A payoff demand — closely related to a payoff statement — is a lender's formal statement of the exact amount required to pay a loan in full as of a specific date. It is "demanded" (requested) by the borrower or the closing agent so a loan can be satisfied at a sale or refinance. Because interest accrues daily, the figure is good only through the stated date.
What a Payoff Demand Includes
- The outstanding principal balance
- Interest accrued through the payoff date, often with a daily "per diem"
- Any fees, late charges, or prepayment penalties
- The good-through date and payment/wiring instructions
Why It Matters in Florida
At a Florida closing on a financed property, the title company orders the payoff demand so the precise loan balance can be paid from the proceeds. Paying it in full lets the lender release its lien and record a satisfaction of mortgage, clearing title for the new owner or new loan.

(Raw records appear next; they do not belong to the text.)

//! Tracing initialization and configuration.

use tracing_subscriber::layer::SubscriberExt;
use tracing_subscriber::util::SubscriberInitExt;
use tracing_subscriber::{EnvFilter, Layer, Registry, fmt};

/// Initializes the tracing subscriber for structured logging.
///
/// The log level can be configured via the `RUST_LOG` environment variable.
/// If not set, defaults to `info` level. Logs go to stderr; stdout carries
/// the score only.
///
/// ```bash
/// RUST_LOG=debug around-cli ...
/// RUST_LOG=around_ml::client=trace around-cli ...
/// ```
pub fn init_tracing() -> anyhow::Result<()> {
    let env_filter = create_env_filter()?;
    let fmt_layer = create_fmt_layer();

    tracing_subscriber::registry()
        .with(fmt_layer)
        .with(env_filter)
        .try_init()
        .map_err(|e| anyhow::anyhow!("Failed to initialize tracing: {e}"))?;

    Ok(())
}

/// Creates an environment filter for tracing.
fn create_env_filter() -> anyhow::Result<EnvFilter> {
    EnvFilter::try_from_default_env()
        .or_else(|_| EnvFilter::try_new("info"))
        .map_err(|e| anyhow::anyhow!("Failed to create env filter: {e}"))
}

/// Creates a formatted tracing layer writing to stderr.
fn create_fmt_layer() -> impl Layer<Registry> + Send + Sync + 'static {
    fmt::layer()
        .with_target(true)
        .with_thread_ids(false)
        .with_level(true)
        .with_ansi(true)
        .with_writer(std::io::stderr)
}
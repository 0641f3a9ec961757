//! Tokens from the instance metadata server.

use reqwest::Client;
use url::Url;

use super::token::read_token_response;
use super::{AccessToken, TRACING_TARGET, TokenProvider};
use crate::error::{Error, Result};

/// Default metadata server address.
pub const DEFAULT_METADATA_HOST: &str = "metadata.google.internal";

/// Environment variable overriding the metadata server host.
pub const METADATA_HOST_ENV: &str = "GCE_METADATA_HOST";

const TOKEN_PATH: &str = "/computeMetadata/v1/instance/service-accounts/default/token";

/// Fetches tokens for the instance's default service account.
#[derive(Debug, Clone)]
pub struct MetadataServerProvider {
    base_url: Url,
    http: Client,
}

impl MetadataServerProvider {
    /// Creates a provider for the metadata server named by
    /// `GCE_METADATA_HOST`, or the default host.
    pub fn from_env() -> Result<Self> {
        let host = std::env::var(METADATA_HOST_ENV)
            .ok()
            .filter(|host| !host.is_empty())
            .unwrap_or_else(|| DEFAULT_METADATA_HOST.to_owned());

        Self::new(&format!("http://{host}"))
    }

    /// Creates a provider for a metadata server at `base_url`.
    pub fn new(base_url: &str) -> Result<Self> {
        let base_url = Url::parse(base_url).map_err(|e| {
            Error::config(format!("invalid metadata server URL '{base_url}': {e}"))
        })?;

        Ok(Self {
            base_url,
            http: Client::new(),
        })
    }

    /// Sends token requests through `http`.
    #[must_use]
    pub fn with_http_client(mut self, http: Client) -> Self {
        self.http = http;
        self
    }

    /// Returns the metadata server base URL.
    pub fn base_url(&self) -> &Url {
        &self.base_url
    }

    fn token_url(&self, scope: &str) -> Result<Url> {
        let mut url = self
            .base_url
            .join(TOKEN_PATH)
            .map_err(|e| Error::config(format!("failed to construct metadata URL: {e}")))?;
        url.query_pairs_mut().append_pair("scopes", scope);
        Ok(url)
    }
}

#[async_trait::async_trait]
impl TokenProvider for MetadataServerProvider {
    async fn access_token(&self, scope: &str) -> Result<AccessToken> {
        let url = self.token_url(scope)?;

        tracing::debug!(
            target: TRACING_TARGET,
            url = %url,
            "Requesting token from metadata server"
        );

        let response = self
            .http
            .get(url)
            .header("Metadata-Flavor", "Google")
            .send()
            .await
            .map_err(|e| Error::auth_with_source("metadata server request failed", e))?;

        read_token_response(response, "metadata server").await
    }
}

An inaccurate or expired payoff figure can hold up closing, so the demand is timed to the expected closing date.
Related Terms
- Payoff Statement — The same figure, in statement form
- Satisfaction of Mortgage — Recorded once the payoff is made
- Mortgage — The loan being paid off
Barnes Walker Real Estate
Barnes Walker's title team orders payoffs, reconciles closing figures, and clears liens on Florida transactions. Request a legal inquiry for assistance.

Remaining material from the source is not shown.